【ミソフォニア・HSP】音に敏感な理系大学受験生や大学生に読んで欲しい学部学科・研究室選びの話

こんにちは!札幌と筑波で蓄電池材料研究をしている北大工学系大学院生のかめ (M2)です。高校二年生のころから人が鼻水をすする音に耐えられなくなってしまい、高校生活や大学受験、そして大学生活で大いに苦労させられました。

学部選びに関しては間違えることなく、学部4年次になって配属された今の研究室でも問題なくやっていけています。偶然心地良い環境を手に入れたわけではなく、ある程度考えた上で今の環境を掴み取るに至りました。

この記事では、音に敏感な理系学生専用の学部選びと研究室選びのコツについて解説します。

  • できるだけストレスの少ない環境で勉学に励みたい方
  • 少しでも過ごしやすい場所を探すコツを知りたい方

こうした方々にピッタリな内容なので、ぜひ最後までご覧頂きたいと思っています。

かめ

それでは早速始めましょう!

目次

音に敏感な理系受験生は、機械or物理or化学系or農学系の学科に行くべき

まずはこれから進路を決める大学受験生に向けてアドバイスをお送りします。音に敏感な受験生さんは

  1. 機械系
  2. 物理系
  3. 材料・化学系
  4. 農学系

この4つのうちから好きな一つを選んで進学することをオススメします。

機械系、②物理系、③材料・化学系の共通点は、研究室内で”ウィ~ン”と機械音が常時響いている所です。
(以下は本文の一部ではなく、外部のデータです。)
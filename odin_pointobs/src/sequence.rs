/*
 * Copyright © 2024, United States Government, as represented by the Administrator of
 * the National Aeronautics and Space Administration. All rights reserved.
 *
 * The “ODIN” software is licensed under the Apache License, Version 2.0 (the "License");
 * you may not use this file except in compliance with the License. You may obtain a copy
 * of the License at http://www.apache.org/licenses/LICENSE-2.0.
 *
 * Unless required by applicable law or agreed to in writing, software distributed under
 * the License is distributed on an "AS IS" BASIS, WITHOUT WARRANTIES OR CONDITIONS OF ANY KIND,
 * either express or implied. See the License for the specific language governing permissions
 * and limitations under the License.
 */

use std::{collections::HashMap, sync::Arc};
use tracing::debug;

use crate::obs::{ObsCollection, ObsSchema, Observation};

/// all observations that share the same (possibly lumped) time
#[derive(Debug,Clone)]
pub struct TimeSlice {
    pub time: f64,
    pub obs: ObsCollection
}

/// time-major view of observations. Slice times are strictly ascending.
/// A single distinct time is just a sequence with one slice
#[derive(Debug,Clone)]
pub struct TimeSequence {
    schema: Arc<ObsSchema>,
    slices: Vec<TimeSlice>
}

impl TimeSequence {
    pub(crate) fn from_slices (schema: Arc<ObsSchema>, slices: Vec<TimeSlice>)->Self {
        TimeSequence { schema, slices }
    }

    pub fn schema (&self)->&Arc<ObsSchema> { &self.schema }
    pub fn len (&self)->usize { self.slices.len() }
    pub fn is_empty (&self)->bool { self.slices.is_empty() }
    pub fn slices (&self)->&[TimeSlice] { &self.slices }
    pub fn iter (&self)->impl Iterator<Item=&TimeSlice> { self.slices.iter() }
    pub fn get (&self, idx: usize)->Option<&TimeSlice> { self.slices.get(idx) }

    pub fn times (&self)->Vec<f64> {
        self.slices.iter().map( |s| s.time).collect()
    }

    /// total number of observations over all slices
    pub fn obs_count (&self)->usize {
        self.slices.iter().map( |s| s.obs.len()).sum()
    }

    /// back to a flat collection in time order
    pub fn flatten (&self)->ObsCollection {
        let obs = self.slices.iter().flat_map( |s| s.obs.observations().iter().cloned()).collect();
        ObsCollection::from_shared( self.schema.clone(), obs)
    }
}

/// the two shapes observation data comes in
#[derive(Debug,Clone)]
pub enum ObsData {
    Single(ObsCollection),
    Sequence(TimeSequence)
}

impl ObsData {
    pub fn schema (&self)->&Arc<ObsSchema> {
        match self {
            ObsData::Single(obs) => obs.schema(),
            ObsData::Sequence(seq) => seq.schema()
        }
    }

    pub fn obs_count (&self)->usize {
        match self {
            ObsData::Single(obs) => obs.len(),
            ObsData::Sequence(seq) => seq.obs_count()
        }
    }

    pub fn is_sequence (&self)->bool { matches!( self, ObsData::Sequence(_)) }
}

impl From<ObsCollection> for ObsData {
    fn from (obs: ObsCollection)->Self { ObsData::Single(obs) }
}

impl From<TimeSequence> for ObsData {
    fn from (seq: TimeSequence)->Self { ObsData::Sequence(seq) }
}

/// group observations by time into an ascending time sequence. If `lump_minutes > 0` times are first truncated
/// to a multiple of that many minutes. Observations without time are skipped
pub fn make_time_sequence (obs: &ObsCollection, lump_minutes: i64)->TimeSequence {
    let lump_secs = if lump_minutes > 0 { (lump_minutes * 60) as f64 } else { 0.0 };

    let mut groups: Vec<(f64,Vec<Arc<Observation>>)> = Vec::new();
    let mut group_idx: HashMap<u64,usize> = HashMap::new();
    let mut n_skipped = 0;

    for o in obs.iter() {
        if !o.has_time() {
            n_skipped += 1;
            continue
        }

        let mut t = o.time;
        if lump_secs > 0.0 {
            t -= t.rem_euclid(lump_secs);
        }
        if t == 0.0 { t = 0.0 } // fold -0.0 into 0.0 so that both get the same key

        let idx = *group_idx.entry( t.to_bits()).or_insert_with( || {
            groups.push( (t, Vec::new()) );
            groups.len() - 1
        });

        let shared = if t == o.time { o.clone() } else { Arc::new( o.with_time(t)) };
        groups[idx].1.push( shared);
    }

    if n_skipped > 0 {
        debug!("skipped {} observations without time", n_skipped);
    }

    groups.sort_by( |a,b| a.0.total_cmp(&b.0)); // stable

    let schema = obs.schema().clone();
    let slices = groups.into_iter().map( |(time,group)| {
        TimeSlice { time, obs: ObsCollection::from_shared( schema.clone(), group) }
    }).collect();

    TimeSequence::from_slices( schema, slices)
}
もし私のように鼻をすする音が苦手であっても、機械音が鼻すすり音を全てかき消してくれるため実験室内はとっても過ごしやすいです。

私の場合は③の材料系専攻に所属しているのですが、(どうしてこんな快適なのかな…??)と考えてみるとやはり実験室の機械音のおかげなんじゃないかなという結論に至ります。工学部棟の定期点検で装置が稼働停止する際は”近くで鼻をすすられたらどうしよう…”と不安になってしまうため、機械が正常に稼働している通電時のみ大学へ行くように心掛けています。
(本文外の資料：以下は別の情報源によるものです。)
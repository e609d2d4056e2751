use queued_consumer::{ConsumerError, State, TaskError};
use std::time::Duration;

#[test]
fn test_error_types() {
    let err = ConsumerError::QueueFull(3);
    assert_eq!(err.to_string(), "Queue is full (capacity 3)");

    let err = ConsumerError::Lifecycle {
        name: "worker".to_string(),
        operation: "terminate",
        state: State::Terminated,
    };
    assert_eq!(
        err.to_string(),
        "cannot terminate consumer 'worker' while TERMINATED"
    );

    let err = TaskError::Timeout(Duration::from_millis(250));
    assert_eq!(err.to_string(), "task timed out after 250ms");
}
また④の農学系に関してはフィールドワークが多いため、自然の音が嫌な音をほとんどかき消してくれるのです(註:室内での実験がメインの学科もあります)。私は体を動かしている時に近くで鼻をすすられても問題が生じないことが多く、仮に農学系に行ったとしても過ごしやすい毎日を手に入れられていたのではないかと感じます。
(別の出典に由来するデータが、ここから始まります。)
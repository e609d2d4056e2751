/// Consumer builder
pub mod builder;
/// Lifecycle hooks
pub mod hooks;
/// Completion signal
pub mod signal;

mod worker;

use crate::consumer::hooks::LifecycleHooks;
use crate::consumer::signal::CompletionSignal;
use crate::queue::WorkQueue;
use crate::task::policy::{ExceptionPolicy, LogPolicy};
use crate::task::TaskHandler;
use crate::ConsumerError;
use std::fmt;
use std::sync::atomic::{AtomicBool, AtomicU64, AtomicU8, Ordering};
use std::sync::{Arc, Mutex, MutexGuard, OnceLock, PoisonError, RwLock};
use std::time::Duration;
use tokio::runtime::Handle;
use tokio::sync::{broadcast, oneshot};
use tokio::task::JoinHandle;
use tracing::{info, warn};

/// Lifecycle state of a consumer.
///
/// Transitions only move forward: `Init -> Running -> Terminated`, or
/// `Init -> Terminated` when startup is aborted or the consumer is terminated
/// before it was started.
#[derive(Debug, Clone, Copy, PartialEq, Eq, PartialOrd, Ord, Hash)]
pub enum State {
    /// Constructed, not yet started
    Init = 0,
    /// Worker is consuming tasks
    Running = 1,
    /// Termination was requested; the worker may still be draining
    Terminated = 2,
}

impl State {
    fn from_u8(value: u8) -> Self {
        match value {
            0 => State::Init,
            1 => State::Running,
            _ => State::Terminated,
        }
    }
}

impl fmt::Display for State {
    fn fmt(&self, f: &mut fmt::Formatter<'_>) -> fmt::Result {
        let name = match self {
            State::Init => "INIT",
            State::Running => "RUNNING",
            State::Terminated => "TERMINATED",
        };
        f.write_str(name)
    }
}

/// Factory building the consumer's queue when it starts
pub(crate) type QueueFactory<T> = Box<dyn Fn() -> Arc<dyn WorkQueue<T>> + Send + Sync>;

/// State shared between the consumer handle and its worker
pub(crate) struct Shared<T> {
    pub(crate) name: String,
    state: AtomicU8,
    consumed: AtomicU64,
    drain: AtomicBool,
    handler: Arc<dyn TaskHandler<T>>,
    policy: RwLock<Option<Arc<dyn ExceptionPolicy<T>>>>,
    fallback_policy: LogPolicy,
    completion: Mutex<Option<oneshot::Sender<u64>>>,
    task_timeout: Option<Duration>,
    idle_backoff: Duration,
}

impl<T> Shared<T> {
    pub(crate) fn state(&self) -> State {
        State::from_u8(self.state.load(Ordering::Acquire))
    }

    fn set_state(&self, state: State) {
        self.state.store(state as u8, Ordering::Release);
    }

    pub(crate) fn consumed_count(&self) -> u64 {
        self.consumed.load(Ordering::Acquire)
    }

    pub(crate) fn take_completion(&self) -> Option<oneshot::Sender<u64>> {
        self.completion
            .lock()
            .unwrap_or_else(PoisonError::into_inner)
            .take()
    }
}

#[derive(Default)]
struct Lifecycle {
    starting: bool,
    shutdown_tx: Option<broadcast::Sender<()>>,
    worker: Option<JoinHandle<()>>,
}

/// A single background worker draining a queue fed by many producers.
///
/// Created through [`ConsumerBuilder`](builder::ConsumerBuilder). Dropping a
/// running consumer stops its worker without draining.
pub struct QueuedConsumer<T: Send + Sync + 'static> {
    shared: Arc<Shared<T>>,
    hooks: Arc<dyn LifecycleHooks>,
    queue_factory: QueueFactory<T>,
    queue: OnceLock<Arc<dyn WorkQueue<T>>>,
    lifecycle: Mutex<Lifecycle>,
}

impl<T: Send + Sync + 'static> QueuedConsumer<T> {
    pub(crate) fn new(
        name: String,
        handler: Arc<dyn TaskHandler<T>>,
        hooks: Arc<dyn LifecycleHooks>,
        queue_factory: QueueFactory<T>,
        policy: Option<Arc<dyn ExceptionPolicy<T>>>,
        task_timeout: Option<Duration>,
        idle_backoff: Duration,
    ) -> Self {
        Self {
            shared: Arc::new(Shared {
                fallback_policy: LogPolicy::new(name.clone()),
                name,
                state: AtomicU8::new(State::Init as u8),
                consumed: AtomicU64::new(0),
                drain: AtomicBool::new(false),
                handler,
                policy: RwLock::new(policy),
                completion: Mutex::new(None),
                task_timeout,
                idle_backoff,
            }),
            hooks,
            queue_factory,
            queue: OnceLock::new(),
            lifecycle: Mutex::new(Lifecycle::default()),
        }
    }

    /// Start the consumer: build the queue, run the startup hook and launch
    /// the worker on the current tokio runtime.
    ///
    /// Returns `Ok(false)` if the startup hook refused to start; the consumer
    /// is then terminated without ever having run a worker. If the consumer is
    /// terminated while the hook runs, `start` fails with a lifecycle error.
    pub fn start(&self) -> crate::Result<bool> {
        let runtime = {
            let mut lifecycle = self.lock_lifecycle();
            let state = self.state();
            if state != State::Init || lifecycle.starting {
                return Err(self.lifecycle_error("start", state));
            }
            let runtime =
                Handle::try_current().map_err(|e| ConsumerError::NoRuntime(e.to_string()))?;
            lifecycle.starting = true;
            runtime
        };

        // The hook runs unlocked so it may call back into this consumer
        let queue = (self.queue_factory)();
        let accepted = self.hooks.on_start();

        let mut lifecycle = self.lock_lifecycle();
        lifecycle.starting = false;
        let state = self.state();
        if state != State::Init {
            queue.close();
            return Err(self.lifecycle_error("start", state));
        }

        if !accepted {
            warn!(consumer = %self.name(), "Startup hook failed, consumer will not run");
            queue.close();
            self.shared.set_state(State::Terminated);
            return Ok(false);
        }

        let queue = Arc::clone(self.queue.get_or_init(|| queue));
        let (shutdown_tx, shutdown_rx) = broadcast::channel(1);

        self.shared.set_state(State::Running);
        let shared = Arc::clone(&self.shared);
        lifecycle.worker = Some(runtime.spawn(worker::run(shared, queue, shutdown_rx)));
        lifecycle.shutdown_tx = Some(shutdown_tx);

        info!(consumer = %self.name(), "Consumer started");
        Ok(true)
    }

    /// Request graceful termination.
    ///
    /// Returns immediately. The worker finishes the current task, drains every
    /// task still queued, then fulfills the returned signal.
    pub fn terminate(&self) -> crate::Result<CompletionSignal> {
        self.request_termination(true)
    }

    /// Request immediate termination.
    ///
    /// Returns immediately. The worker finishes the current task and exits;
    /// tasks still queued are abandoned.
    pub fn terminate_now(&self) -> crate::Result<CompletionSignal> {
        self.request_termination(false)
    }

    fn request_termination(&self, drain: bool) -> crate::Result<CompletionSignal> {
        let operation = if drain { "terminate" } else { "terminate_now" };
        let lifecycle = self.lock_lifecycle();
        let state = self.state();
        if state == State::Terminated {
            return Err(self.lifecycle_error(operation, state));
        }

        let (tx, rx) = oneshot::channel();
        // Without a worker nobody can fulfill the signal; dropping the sender
        // resolves it as `WorkerGone`.
        if lifecycle.worker.is_some() {
            *self
                .shared
                .completion
                .lock()
                .unwrap_or_else(PoisonError::into_inner) = Some(tx);
        }

        if drain {
            self.shared.drain.store(true, Ordering::Release);
        }
        self.shared.set_state(State::Terminated);
        if let Some(shutdown_tx) = &lifecycle.shutdown_tx {
            let _ = shutdown_tx.send(());
        }
        drop(lifecycle);

        if drain {
            self.hooks.on_terminate();
        } else {
            self.hooks.on_terminate_now();
        }

        info!(consumer = %self.name(), drain, "Termination requested");
        Ok(CompletionSignal::new(rx))
    }

    /// Fail with a lifecycle error unless the consumer is running.
    ///
    /// Producers implementing their own submission call this before enqueueing.
    pub fn check_submit(&self) -> crate::Result<()> {
        let state = self.state();
        if state != State::Running {
            return Err(self.lifecycle_error("submit", state));
        }
        Ok(())
    }

    /// Submit a task for processing.
    ///
    /// A submit racing with termination may either be rejected or land in the
    /// queue; a task that lands after the worker stopped looking is dropped.
    pub async fn submit(&self, task: T) -> crate::Result<()> {
        self.check_submit()?;
        let queue = self
            .queue
            .get()
            .ok_or_else(|| self.lifecycle_error("submit", self.state()))?;
        queue.enqueue(task).await
    }

    /// Replace the handler invoked when a task fails. Last write wins.
    pub fn set_exception_policy<P>(&self, policy: P)
    where
        P: ExceptionPolicy<T> + 'static,
    {
        *self
            .shared
            .policy
            .write()
            .unwrap_or_else(PoisonError::into_inner) = Some(Arc::new(policy));
    }

    /// Get the current lifecycle state
    pub fn state(&self) -> State {
        self.shared.state()
    }

    /// Get the number of tasks processed successfully so far
    pub fn consumed_count(&self) -> u64 {
        self.shared.consumed_count()
    }

    /// Get the consumer name used for the worker and its logs
    pub fn name(&self) -> &str {
        &self.shared.name
    }

    /// Get the number of tasks waiting in the queue
    pub async fn pending(&self) -> usize {
        match self.queue.get() {
            Some(queue) => queue.size().await,
            None => 0,
        }
    }

    /// Check if the worker has exited
    pub fn is_finished(&self) -> bool {
        self.lock_lifecycle()
            .worker
            .as_ref()
            .is_some_and(JoinHandle::is_finished)
    }

    fn lock_lifecycle(&self) -> MutexGuard<'_, Lifecycle> {
        self.lifecycle
            .lock()
            .unwrap_or_else(PoisonError::into_inner)
    }

    fn lifecycle_error(&self, operation: &'static str, state: State) -> ConsumerError {
        ConsumerError::Lifecycle {
            name: self.shared.name.clone(),
            operation,
            state,
        }
    }
}

impl<T: Send + Sync + 'static> fmt::Debug for QueuedConsumer<T> {
    fn fmt(&self, f: &mut fmt::Formatter<'_>) -> fmt::Result {
        f.debug_struct("QueuedConsumer")
            .field("name", &self.shared.name)
            .field("state", &self.state())
            .field("consumed", &self.consumed_count())
            .finish()
    }
}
そうかといって全く興味のない学科へ行ってもつまらないだけの4年間になっちゃいます。自分の興味と音の問題をうまく解決できる学科を探し出してください。

最近のAIブームに伴い情報系学科人気が高まってきております。けれども、音に敏感な方が情報系学科へ行くと不幸な目に遭う可能性が高いです。情報系学部ではイメージ通り常にコンピュータをカタカタいじっています。カタカタ音を聞き続けているとカタカタ音が嫌いになり、やがて大学へ通うのが億劫になってしまうでしょう。

私の通った北大では一年次の前期に情報学Iという必修講義がありました。周囲の人が発するカタカタ音を聞き続けてあわやノイローゼ寸前にまで追い込まれたのです。悪いことに当時の私はタイピング速度が大変遅かった。周りより遥かに遅くにしか文字を入力できなかったので、”もっと速く打たなきゃ!”という焦りも手伝ってノイローゼが加速していきました。加えて、情報系の講義が行われる部屋って大抵の場合、完全にドアが閉め切られて人が詰め込まれた密閉空間なんですよ。おそらく情報系の研究室も似たような空間だと思います。『こんな所へ行ったら卒業できなくなる』と判断した末、情報系学科へは行かない決断を下しました。

自分に合った学科選びってすごく難しいと思います。ただでさえ”大学でどんな勉強/研究ができるか”を大学の外から想像しにくいのに加え、”音にも敏感”となると進路選択の難易度は劇的に高まってしまいます。そんな方へは北大 (総合理系/文系)や東大 (理科/文科○類)、金沢大 (理系/文系一括入試)のような大学入学後に進路選択できる入学形式がオススメです。大学で1~2年過ごしてみれば自分がやっていけそう/無理そうな学科が少し判るようになってくるし、入学後に音の問題で不幸な思いをする確率を下げることができるのです。どの大学へ願書を出すかは各々の学力や気候などとも勘案してみて下さい。迷ったら我らが北海道大学がオススメです。難しすぎず易しすぎず、入学定員枠が比較的多く、日本有数の大都市・札幌のど真ん中でキャンパスを思う存分堪能できます^^

音に敏感な理系大学生は、実験系の研究室に行くべき

次に大学生へ向けた研究室選びのアドバイスです。音に敏感な学生さんは、研究室配属の際に実験系の研究室を選ぶべきです。

研究室には大きく分けて

  1. 理論系
  2. 実験系

この2つがあります。①理論系の研究室では科学原理の本質に対して計算科学的なアプローチをとり、②実験系の研究室では実験をすることによって新たな法則や原理を発見します。一方しかやらない研究室は稀。理論3割:実験7割といった風に両方の要素を備えている場合が大半です。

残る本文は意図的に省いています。